↓
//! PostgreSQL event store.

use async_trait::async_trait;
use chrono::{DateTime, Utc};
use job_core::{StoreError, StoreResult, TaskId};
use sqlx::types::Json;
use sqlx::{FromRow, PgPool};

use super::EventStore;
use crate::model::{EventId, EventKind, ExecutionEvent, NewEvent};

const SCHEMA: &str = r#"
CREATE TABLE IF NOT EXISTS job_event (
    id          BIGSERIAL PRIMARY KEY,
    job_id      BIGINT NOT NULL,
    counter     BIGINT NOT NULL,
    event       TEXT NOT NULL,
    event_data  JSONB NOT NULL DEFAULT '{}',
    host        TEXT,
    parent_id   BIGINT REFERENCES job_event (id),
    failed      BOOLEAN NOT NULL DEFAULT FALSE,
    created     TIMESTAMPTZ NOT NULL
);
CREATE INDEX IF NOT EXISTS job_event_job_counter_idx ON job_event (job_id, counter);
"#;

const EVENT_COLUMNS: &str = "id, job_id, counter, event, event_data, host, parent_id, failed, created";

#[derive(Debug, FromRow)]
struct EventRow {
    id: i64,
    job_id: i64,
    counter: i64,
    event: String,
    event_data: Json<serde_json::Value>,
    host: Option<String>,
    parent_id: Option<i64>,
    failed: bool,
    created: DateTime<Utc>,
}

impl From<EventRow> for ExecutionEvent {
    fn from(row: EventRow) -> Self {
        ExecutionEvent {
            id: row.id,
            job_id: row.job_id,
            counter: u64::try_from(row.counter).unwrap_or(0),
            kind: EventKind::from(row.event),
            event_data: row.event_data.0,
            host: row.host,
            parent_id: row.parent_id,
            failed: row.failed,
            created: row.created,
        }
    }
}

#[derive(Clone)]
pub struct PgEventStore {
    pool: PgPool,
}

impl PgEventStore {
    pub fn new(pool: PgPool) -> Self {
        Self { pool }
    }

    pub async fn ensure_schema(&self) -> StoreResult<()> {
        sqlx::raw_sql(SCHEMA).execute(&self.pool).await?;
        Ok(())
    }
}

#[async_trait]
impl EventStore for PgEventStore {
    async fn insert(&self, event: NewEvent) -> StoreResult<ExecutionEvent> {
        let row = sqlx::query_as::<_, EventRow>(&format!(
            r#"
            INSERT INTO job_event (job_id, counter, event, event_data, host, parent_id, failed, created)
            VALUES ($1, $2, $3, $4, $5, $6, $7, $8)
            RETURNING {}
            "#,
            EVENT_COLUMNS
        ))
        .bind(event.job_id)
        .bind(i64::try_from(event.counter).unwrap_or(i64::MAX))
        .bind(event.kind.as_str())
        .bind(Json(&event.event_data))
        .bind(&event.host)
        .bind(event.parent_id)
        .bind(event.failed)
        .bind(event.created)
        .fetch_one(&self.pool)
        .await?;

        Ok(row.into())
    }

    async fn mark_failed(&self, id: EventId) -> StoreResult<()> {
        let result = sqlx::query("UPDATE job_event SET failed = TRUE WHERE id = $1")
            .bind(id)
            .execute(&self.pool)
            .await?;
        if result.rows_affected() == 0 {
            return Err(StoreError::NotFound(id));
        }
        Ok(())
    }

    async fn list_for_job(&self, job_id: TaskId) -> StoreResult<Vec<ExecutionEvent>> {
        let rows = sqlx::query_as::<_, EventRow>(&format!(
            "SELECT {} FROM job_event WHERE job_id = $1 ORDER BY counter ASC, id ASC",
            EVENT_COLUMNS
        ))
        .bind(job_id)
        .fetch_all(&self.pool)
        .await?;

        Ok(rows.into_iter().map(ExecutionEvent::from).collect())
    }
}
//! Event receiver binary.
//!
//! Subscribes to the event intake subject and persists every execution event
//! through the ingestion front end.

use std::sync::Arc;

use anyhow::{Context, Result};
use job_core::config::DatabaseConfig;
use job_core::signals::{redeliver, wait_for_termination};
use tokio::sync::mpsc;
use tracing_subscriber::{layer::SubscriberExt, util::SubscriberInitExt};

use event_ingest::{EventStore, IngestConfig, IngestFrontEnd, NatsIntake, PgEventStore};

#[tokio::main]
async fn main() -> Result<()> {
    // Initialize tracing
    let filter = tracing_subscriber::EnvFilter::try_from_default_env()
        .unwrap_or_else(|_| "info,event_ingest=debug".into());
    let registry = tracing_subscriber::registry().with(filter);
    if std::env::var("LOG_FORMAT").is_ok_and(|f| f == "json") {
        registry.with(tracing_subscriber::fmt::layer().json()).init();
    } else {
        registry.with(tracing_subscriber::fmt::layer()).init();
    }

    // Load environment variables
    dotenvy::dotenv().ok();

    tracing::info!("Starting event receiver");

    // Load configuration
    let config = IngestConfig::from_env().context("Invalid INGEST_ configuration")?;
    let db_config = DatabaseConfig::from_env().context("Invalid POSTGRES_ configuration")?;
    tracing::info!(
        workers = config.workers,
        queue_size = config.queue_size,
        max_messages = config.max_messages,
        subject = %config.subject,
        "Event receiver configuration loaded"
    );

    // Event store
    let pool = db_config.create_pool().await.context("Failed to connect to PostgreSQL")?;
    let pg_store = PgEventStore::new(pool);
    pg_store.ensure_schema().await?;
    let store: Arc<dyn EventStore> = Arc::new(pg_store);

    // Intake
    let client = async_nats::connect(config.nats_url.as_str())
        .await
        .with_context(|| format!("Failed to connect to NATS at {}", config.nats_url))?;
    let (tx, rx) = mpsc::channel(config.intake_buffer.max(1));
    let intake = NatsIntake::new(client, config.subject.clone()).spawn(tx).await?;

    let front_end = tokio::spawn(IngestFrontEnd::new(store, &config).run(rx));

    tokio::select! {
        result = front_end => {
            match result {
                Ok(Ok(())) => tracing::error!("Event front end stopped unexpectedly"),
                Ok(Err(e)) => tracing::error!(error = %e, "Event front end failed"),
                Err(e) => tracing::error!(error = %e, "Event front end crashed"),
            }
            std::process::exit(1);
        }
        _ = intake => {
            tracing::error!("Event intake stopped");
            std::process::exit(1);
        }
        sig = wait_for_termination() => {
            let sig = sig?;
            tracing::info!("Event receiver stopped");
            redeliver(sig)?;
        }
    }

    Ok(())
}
↑
↓
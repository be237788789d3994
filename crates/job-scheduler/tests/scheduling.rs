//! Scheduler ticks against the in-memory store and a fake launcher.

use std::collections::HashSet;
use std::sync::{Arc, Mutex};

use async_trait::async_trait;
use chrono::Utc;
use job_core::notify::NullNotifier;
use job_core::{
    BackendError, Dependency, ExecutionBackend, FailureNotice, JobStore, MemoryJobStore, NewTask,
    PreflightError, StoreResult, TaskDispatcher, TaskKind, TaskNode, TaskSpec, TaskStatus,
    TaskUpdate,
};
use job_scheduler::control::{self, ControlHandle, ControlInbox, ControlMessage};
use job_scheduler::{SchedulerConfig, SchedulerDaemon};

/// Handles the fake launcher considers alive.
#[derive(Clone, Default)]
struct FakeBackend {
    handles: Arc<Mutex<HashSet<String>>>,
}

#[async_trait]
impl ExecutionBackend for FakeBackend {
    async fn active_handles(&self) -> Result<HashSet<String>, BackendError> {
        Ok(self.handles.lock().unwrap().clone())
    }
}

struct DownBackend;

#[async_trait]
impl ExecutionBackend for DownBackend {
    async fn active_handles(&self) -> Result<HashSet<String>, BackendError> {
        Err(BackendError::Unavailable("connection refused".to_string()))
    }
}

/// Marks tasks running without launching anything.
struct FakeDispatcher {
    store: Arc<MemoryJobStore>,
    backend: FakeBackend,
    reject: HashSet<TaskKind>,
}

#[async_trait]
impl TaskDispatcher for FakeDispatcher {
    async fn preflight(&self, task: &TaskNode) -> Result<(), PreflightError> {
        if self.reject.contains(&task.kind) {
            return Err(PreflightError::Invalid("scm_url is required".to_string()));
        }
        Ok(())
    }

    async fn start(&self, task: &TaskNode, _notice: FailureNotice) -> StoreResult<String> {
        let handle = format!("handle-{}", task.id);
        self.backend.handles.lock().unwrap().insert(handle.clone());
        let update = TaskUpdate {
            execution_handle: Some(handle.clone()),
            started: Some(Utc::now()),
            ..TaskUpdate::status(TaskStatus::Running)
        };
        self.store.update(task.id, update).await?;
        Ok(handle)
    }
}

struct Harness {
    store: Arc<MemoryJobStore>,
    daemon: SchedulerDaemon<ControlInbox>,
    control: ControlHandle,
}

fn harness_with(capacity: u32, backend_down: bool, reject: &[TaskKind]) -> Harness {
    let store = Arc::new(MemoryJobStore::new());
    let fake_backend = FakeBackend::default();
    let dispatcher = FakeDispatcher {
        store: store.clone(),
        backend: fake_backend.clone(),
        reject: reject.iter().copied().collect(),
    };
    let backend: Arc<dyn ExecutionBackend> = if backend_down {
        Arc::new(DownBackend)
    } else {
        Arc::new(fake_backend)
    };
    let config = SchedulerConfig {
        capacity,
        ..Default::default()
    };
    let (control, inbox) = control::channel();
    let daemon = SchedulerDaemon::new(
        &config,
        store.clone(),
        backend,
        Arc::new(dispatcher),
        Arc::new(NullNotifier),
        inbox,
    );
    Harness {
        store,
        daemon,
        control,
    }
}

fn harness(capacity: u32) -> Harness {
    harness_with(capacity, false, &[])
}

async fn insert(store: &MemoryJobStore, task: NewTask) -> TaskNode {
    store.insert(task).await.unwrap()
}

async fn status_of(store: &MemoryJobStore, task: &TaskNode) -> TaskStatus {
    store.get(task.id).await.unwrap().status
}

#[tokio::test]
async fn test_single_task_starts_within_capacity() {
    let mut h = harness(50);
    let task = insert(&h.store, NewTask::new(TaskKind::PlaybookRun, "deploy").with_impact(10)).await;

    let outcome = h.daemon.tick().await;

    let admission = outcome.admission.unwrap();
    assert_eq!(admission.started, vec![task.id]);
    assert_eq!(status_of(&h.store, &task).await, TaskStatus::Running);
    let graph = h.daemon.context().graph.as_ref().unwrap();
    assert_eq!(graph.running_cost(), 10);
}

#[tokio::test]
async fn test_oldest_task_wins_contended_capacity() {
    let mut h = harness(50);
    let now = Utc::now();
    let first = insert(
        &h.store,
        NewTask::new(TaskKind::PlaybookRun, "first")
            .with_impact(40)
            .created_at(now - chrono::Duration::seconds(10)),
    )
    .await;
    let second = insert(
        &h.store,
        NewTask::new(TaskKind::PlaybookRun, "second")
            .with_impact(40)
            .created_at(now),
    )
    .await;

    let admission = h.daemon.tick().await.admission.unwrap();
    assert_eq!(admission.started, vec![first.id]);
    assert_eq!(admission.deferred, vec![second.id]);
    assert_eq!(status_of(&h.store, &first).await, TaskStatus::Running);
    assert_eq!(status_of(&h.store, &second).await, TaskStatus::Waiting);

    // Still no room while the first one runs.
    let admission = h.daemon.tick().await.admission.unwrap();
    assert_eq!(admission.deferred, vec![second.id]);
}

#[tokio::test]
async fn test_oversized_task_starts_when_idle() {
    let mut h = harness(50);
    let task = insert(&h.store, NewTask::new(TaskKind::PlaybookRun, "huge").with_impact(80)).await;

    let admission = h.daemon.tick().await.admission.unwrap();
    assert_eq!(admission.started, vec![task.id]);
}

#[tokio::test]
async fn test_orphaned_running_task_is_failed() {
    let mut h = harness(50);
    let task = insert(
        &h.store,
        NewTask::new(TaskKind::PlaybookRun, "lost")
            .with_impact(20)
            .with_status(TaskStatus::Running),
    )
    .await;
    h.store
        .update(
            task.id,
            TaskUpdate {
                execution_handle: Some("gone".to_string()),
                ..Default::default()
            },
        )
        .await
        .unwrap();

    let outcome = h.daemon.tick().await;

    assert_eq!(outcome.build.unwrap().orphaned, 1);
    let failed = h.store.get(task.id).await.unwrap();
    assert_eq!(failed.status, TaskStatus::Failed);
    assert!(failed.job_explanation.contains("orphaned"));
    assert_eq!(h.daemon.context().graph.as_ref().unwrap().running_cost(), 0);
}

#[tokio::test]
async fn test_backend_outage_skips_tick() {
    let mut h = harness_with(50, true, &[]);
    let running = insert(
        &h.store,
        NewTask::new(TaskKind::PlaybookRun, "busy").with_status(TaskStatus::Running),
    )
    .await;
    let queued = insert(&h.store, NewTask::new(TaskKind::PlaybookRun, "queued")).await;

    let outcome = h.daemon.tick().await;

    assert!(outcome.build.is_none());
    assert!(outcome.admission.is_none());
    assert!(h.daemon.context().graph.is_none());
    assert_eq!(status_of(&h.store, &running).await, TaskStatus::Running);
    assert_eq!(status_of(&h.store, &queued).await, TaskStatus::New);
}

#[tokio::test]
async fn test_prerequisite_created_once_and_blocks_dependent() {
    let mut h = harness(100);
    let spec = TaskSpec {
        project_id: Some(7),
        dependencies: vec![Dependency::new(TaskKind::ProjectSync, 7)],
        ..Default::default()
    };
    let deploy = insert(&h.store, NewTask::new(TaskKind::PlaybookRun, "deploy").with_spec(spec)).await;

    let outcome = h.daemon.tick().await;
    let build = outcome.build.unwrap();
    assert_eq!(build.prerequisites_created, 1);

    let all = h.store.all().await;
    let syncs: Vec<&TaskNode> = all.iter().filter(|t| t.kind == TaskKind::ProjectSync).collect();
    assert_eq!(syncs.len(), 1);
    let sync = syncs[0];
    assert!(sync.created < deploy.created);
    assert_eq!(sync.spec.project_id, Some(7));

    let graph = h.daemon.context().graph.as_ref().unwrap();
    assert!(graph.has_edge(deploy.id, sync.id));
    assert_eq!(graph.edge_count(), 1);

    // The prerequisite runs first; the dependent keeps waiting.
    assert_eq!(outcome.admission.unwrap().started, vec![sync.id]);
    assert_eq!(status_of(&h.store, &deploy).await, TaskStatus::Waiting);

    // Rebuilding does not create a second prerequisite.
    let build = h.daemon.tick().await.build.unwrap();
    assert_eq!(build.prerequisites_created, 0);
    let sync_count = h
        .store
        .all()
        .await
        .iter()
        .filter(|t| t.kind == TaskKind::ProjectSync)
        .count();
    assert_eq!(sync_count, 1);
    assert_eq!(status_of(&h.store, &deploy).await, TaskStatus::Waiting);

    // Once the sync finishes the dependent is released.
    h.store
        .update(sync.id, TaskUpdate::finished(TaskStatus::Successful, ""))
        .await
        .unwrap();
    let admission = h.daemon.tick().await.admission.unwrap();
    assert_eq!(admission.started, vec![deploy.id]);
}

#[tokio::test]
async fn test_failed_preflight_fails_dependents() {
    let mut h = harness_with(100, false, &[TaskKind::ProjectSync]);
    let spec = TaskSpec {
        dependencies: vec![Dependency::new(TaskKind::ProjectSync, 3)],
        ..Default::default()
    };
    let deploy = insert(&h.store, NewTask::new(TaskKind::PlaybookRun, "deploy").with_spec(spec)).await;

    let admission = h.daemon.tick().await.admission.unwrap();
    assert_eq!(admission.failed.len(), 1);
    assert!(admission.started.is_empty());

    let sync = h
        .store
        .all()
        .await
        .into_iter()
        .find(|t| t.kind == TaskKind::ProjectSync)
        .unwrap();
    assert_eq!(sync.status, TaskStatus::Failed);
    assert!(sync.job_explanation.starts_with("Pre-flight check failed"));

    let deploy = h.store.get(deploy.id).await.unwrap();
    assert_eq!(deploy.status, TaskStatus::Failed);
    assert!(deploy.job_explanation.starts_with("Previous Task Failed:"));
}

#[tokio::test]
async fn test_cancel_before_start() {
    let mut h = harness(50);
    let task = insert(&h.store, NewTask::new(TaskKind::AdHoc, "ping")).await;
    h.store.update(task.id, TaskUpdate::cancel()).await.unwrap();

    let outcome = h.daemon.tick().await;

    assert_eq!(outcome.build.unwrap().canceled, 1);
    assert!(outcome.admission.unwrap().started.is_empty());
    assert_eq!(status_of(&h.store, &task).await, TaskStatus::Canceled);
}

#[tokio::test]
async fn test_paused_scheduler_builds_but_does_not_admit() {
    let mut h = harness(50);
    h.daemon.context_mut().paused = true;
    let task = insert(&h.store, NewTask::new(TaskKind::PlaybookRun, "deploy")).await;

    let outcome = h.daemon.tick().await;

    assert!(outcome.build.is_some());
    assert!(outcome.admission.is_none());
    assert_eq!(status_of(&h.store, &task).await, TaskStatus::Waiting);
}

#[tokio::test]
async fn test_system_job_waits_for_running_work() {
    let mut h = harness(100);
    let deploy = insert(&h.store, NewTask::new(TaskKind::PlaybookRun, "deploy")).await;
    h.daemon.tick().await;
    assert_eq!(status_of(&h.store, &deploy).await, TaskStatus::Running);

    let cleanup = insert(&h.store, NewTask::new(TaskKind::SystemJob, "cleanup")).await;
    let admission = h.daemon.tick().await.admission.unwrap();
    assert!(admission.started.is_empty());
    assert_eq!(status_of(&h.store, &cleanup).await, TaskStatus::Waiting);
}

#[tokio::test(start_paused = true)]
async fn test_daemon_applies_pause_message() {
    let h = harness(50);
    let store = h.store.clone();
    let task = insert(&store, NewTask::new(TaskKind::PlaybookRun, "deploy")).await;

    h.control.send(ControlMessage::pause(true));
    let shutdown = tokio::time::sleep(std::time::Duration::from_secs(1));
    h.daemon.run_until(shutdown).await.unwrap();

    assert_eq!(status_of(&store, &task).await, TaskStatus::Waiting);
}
↑
Copy out only the lines above from the one with "let store = Arc::new(MemoryJobStore::new());" to the one with "let config = SchedulerConfig", inclusive, exactly as they stand.

### Finished exercise
    let store = Arc::new(MemoryJobStore::new());
    let fake_backend = FakeBackend::default();
    let dispatcher = FakeDispatcher {
        store: store.clone(),
        backend: fake_backend.clone(),
        reject: reject.iter().copied().collect(),
    };
    let backend: Arc<dyn ExecutionBackend> = if backend_down {
        Arc::new(DownBackend)
    } else {
        Arc::new(fake_backend)
    };
    let config = SchedulerConfig {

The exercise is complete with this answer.